Saturday, January 17, 2015

Packet Loss and TCP Retransmissions

Seeing TCP retransmissions in network capture traces are a very common problem.
TCP retransmissions generally are not considered a good sign, as they happen most probably due to some packets being dropped; they are not always a bad sign, nor are they always the cause of an application slowness problem.

Packet drops can happen due to many reasons.
Network protocol designers and implementers deal with packet drop problems by coming up with many TCP recovery algorithms and mechanisms to quickly recover the lost packets in order improve the overall response time for upper-layer protocols and applications.
Effective and efficient TCP recovery algorithms and mechanisms are like good shock absorbers.
With good shock absorbers, the passengers in a car would feel calm and steady when the car passing through bumpy roads.
In layman-term, we know that the roads outside can never be 100% smooth and even and bumpy (packet drops can easily happen), and therefore people are making good shock absorbers (good TCP recovery algorithms and mechanisms) to make people feel comfortable inside the cars.

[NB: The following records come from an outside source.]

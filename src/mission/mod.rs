pub mod evaluator;
pub mod loader;
pub mod record;

pub use evaluator::{CapacityStatus, MissionAssessment, MissionEvaluator};
pub use record::MissionRecord;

Some of the RFCs related to TCP recovery are as below:
  • RFC 2018 - TCP Selective Acknowledgment Options
  • RFC 2988 - Computing TCP's Retransmission Timer
  • RFC 2011 - TCP Slow Start, Congestion Avoidance, Fast Retransmit, and Fast Recovery Algorithms
The 1st screenshot below shows you how ideally a good TCP recovery mechanism works upon a packet drop scenario.
In this particular scenario, there are:
  • 8 x TCP Previous segment not captured are reported (which generally means 8 packets or more are dropped). Packet#2996, Packet#3001, Packet#3006, Packet#3010, Packet#3016, Packet#3022, Packet#3055, Packet#3061.
  • 13 x TCP Retransmission are reported. Packet#3072, Packet#3074, Packet#3077, Packet#3078, Packet#3079, Packet#3080, Packet#3085, Packet#3086, Packet#3087, Packet#3091, Packet#3092, Packet#3093, Packet#3094.
  • 36 x TCP Dup ACK are reported.
8 or more packets dropped.
Sounds like a bumpy road isn't it?
Does it caused slowness issues upon the application? (TCP/1433 - MS SQL in this case)

The answer is no.
Because we can see that packets traverse across the bumpy road starting on 19:35:27.405, and the road started to be smooth again on 19:35:27.411.
That is 6ms.
1 second consists of 1000ms.
The user would not feel slowness impact upon this.

Now let's have a look on how a lousy TCP recovery mechanism is being implemented, which means that it is unable to recovery lost packets due to packet drops in a fast manner, and has caused slowness impact upon the upper-layer application and eventually the user experience.

In this particular scenario, there are:
  • 1 x TCP Previous segment not captured is reported. (Packet #17655).
  • 1 x TCP Retransmission is reported. Packet#17999.
  • 3 x TCP Dup ACK are reported. Packet#17661, Packet#17662, Packet#18012.
That particular TCP retransmission confirmed due to a packet dropped across a Juniper NetScreen firewall, due to the TCP Sequence Number Checking security feature.

Whether to see TCP Previous segment not captured messages in Wireshark depends whether the packet trace files is captured near to the Sender or the Receiver. Assuming a packet is dropped along the path from the Sender to the Receiver, the packet would be seen in the packet trace file captured near the Sender, and the packet would not be seen in the packet trace file captured near the Receiver, in which Wireshark will flag the next packet arrived upon the Receiver with a TCP Previous segment not captured message.

In this particular scenario, the TCP retransmission process, as part of the TCP recovery mechanism for a single packet drop, has taken 329ms.

The packet drops issue happening frequently and consistently due to the firewall security feature.
Assuming a TCP recovery process took 333ms, generally it can take up to 1 second to recover 3 packet drops.

To answer why lousy TCP recovery implementations can still found on modern networks?
Most probably this particular application (MQ on IBM AS/400) are designed for LAN environments, which assuming packet loss are to be very minimal, and also the TCP/IP stack for the operating system is not being stress-tested in high packet loss environment.

For this particular case, disabling this particular feature using the set flow no-tcp-seq-check command resolved the packet drops issues, and eventually the application slowness issues, and end users are happy. :-)

Take Home Lesson:
Packet loss always happens.
If the TCP recovery upon packet loss occurs quickly enough, users would not feel anything.